▶ _What you will do_
Using the entries that follow, write out the line containing "filename src/solver/engine.rs", the line containing "use crate::solver::Heuristic;", and every line between them, exactly and nothing else.

==============================

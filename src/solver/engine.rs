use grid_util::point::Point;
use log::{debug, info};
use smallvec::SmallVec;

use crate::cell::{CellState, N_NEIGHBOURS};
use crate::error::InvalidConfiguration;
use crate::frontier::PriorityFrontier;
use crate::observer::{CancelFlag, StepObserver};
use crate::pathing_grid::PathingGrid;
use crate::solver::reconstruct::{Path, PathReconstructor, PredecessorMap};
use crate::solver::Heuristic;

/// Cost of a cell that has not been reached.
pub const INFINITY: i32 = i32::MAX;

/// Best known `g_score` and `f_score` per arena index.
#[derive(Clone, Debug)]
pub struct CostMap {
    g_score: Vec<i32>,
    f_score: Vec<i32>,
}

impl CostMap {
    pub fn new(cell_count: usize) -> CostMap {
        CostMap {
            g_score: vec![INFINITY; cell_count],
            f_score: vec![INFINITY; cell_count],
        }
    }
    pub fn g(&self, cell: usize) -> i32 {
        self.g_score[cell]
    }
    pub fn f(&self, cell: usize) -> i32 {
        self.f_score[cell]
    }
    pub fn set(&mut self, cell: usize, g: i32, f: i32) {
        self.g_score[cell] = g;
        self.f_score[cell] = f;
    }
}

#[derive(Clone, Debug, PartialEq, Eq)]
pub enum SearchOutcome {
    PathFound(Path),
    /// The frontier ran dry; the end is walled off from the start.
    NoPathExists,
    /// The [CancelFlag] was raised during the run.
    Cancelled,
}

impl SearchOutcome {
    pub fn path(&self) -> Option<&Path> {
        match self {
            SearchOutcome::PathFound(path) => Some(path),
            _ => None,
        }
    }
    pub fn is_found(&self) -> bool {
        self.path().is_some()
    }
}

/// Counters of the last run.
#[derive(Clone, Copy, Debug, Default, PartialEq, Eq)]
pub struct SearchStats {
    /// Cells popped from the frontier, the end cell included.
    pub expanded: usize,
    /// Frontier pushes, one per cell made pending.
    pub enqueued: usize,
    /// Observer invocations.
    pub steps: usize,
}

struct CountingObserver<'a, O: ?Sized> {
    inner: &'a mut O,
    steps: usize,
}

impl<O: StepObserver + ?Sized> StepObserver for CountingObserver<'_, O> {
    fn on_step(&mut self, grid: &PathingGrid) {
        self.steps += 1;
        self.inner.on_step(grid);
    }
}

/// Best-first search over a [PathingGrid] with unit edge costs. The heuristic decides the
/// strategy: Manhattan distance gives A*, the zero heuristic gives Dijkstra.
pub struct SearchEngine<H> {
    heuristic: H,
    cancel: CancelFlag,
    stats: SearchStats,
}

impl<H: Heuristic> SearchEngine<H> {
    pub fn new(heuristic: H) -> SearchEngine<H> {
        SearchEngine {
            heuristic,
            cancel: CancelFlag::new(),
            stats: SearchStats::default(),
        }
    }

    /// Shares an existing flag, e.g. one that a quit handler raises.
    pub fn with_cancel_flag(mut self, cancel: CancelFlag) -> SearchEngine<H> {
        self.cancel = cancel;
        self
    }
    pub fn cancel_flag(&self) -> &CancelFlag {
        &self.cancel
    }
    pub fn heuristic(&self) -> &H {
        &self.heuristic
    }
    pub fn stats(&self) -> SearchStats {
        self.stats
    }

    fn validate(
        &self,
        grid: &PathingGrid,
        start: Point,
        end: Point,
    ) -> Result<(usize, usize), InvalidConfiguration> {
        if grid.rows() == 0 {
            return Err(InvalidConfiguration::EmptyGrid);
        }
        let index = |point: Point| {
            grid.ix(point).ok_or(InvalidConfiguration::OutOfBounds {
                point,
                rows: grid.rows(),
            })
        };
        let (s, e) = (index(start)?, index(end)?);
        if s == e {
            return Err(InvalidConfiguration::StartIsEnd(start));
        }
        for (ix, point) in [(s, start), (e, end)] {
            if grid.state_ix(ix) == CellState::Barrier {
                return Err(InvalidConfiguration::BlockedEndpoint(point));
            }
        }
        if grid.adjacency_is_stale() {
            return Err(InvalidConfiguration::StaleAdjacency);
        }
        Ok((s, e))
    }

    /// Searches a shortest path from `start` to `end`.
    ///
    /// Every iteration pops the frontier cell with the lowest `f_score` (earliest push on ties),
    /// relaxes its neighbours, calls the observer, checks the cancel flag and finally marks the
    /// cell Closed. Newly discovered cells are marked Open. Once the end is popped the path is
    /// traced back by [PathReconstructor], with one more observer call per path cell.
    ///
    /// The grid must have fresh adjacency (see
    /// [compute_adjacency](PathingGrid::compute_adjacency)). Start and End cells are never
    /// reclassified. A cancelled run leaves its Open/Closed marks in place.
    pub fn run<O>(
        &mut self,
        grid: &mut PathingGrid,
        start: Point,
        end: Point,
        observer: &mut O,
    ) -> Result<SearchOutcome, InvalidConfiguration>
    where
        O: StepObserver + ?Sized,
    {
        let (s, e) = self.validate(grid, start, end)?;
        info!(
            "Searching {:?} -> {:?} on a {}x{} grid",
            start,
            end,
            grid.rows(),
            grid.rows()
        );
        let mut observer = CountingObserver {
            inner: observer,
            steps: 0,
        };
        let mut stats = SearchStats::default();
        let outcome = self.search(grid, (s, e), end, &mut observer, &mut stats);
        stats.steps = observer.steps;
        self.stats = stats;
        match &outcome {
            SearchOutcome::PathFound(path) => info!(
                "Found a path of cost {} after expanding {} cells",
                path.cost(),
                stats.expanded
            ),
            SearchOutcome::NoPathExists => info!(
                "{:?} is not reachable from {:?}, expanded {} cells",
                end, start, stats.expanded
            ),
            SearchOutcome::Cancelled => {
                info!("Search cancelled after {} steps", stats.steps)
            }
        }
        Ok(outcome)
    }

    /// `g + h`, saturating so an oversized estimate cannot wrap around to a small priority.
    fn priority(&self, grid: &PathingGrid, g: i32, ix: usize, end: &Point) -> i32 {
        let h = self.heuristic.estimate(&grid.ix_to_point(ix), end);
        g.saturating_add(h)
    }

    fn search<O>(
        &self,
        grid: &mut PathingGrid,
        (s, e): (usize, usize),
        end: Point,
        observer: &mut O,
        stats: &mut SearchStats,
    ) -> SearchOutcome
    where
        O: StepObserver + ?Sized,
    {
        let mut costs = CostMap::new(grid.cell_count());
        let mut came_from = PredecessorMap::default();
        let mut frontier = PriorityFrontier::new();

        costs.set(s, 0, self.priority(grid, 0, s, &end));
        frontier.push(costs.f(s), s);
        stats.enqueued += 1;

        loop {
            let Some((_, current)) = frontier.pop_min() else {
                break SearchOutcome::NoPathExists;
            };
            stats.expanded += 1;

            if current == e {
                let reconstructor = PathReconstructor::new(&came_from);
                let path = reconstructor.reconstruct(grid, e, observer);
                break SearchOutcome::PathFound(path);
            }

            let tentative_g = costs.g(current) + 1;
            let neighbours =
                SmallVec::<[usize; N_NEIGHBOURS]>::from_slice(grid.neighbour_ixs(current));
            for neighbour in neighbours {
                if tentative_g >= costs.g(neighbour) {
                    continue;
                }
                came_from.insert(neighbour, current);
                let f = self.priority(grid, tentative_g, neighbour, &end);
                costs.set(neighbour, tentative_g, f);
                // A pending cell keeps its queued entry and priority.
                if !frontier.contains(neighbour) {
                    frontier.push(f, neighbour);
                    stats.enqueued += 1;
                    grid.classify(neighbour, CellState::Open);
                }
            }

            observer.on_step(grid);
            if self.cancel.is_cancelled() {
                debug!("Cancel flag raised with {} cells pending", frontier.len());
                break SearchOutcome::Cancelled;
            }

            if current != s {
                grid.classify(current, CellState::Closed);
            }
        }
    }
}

==============================

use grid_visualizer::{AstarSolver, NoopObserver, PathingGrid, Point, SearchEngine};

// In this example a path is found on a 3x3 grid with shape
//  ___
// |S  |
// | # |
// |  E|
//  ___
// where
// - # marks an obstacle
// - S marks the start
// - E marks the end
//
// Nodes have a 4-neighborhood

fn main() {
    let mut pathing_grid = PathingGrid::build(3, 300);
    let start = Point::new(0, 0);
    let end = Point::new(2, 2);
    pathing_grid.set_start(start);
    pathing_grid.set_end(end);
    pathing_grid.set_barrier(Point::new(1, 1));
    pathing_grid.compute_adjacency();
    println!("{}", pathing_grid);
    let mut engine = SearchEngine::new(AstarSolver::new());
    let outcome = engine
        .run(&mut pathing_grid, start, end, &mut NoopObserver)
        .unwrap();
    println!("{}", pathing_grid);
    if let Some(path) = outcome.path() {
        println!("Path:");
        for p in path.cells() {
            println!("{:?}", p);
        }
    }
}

==============================

▶ _Worked solution_
filename src/solver/engine.rs
use grid_util::point::Point;
use log::{debug, info};
use smallvec::SmallVec;

use crate::cell::{CellState, N_NEIGHBOURS};
use crate::error::InvalidConfiguration;
use crate::frontier::PriorityFrontier;
use crate::observer::{CancelFlag, StepObserver};
use crate::pathing_grid::PathingGrid;
use crate::solver::reconstruct::{Path, PathReconstructor, PredecessorMap};
use crate::solver::Heuristic;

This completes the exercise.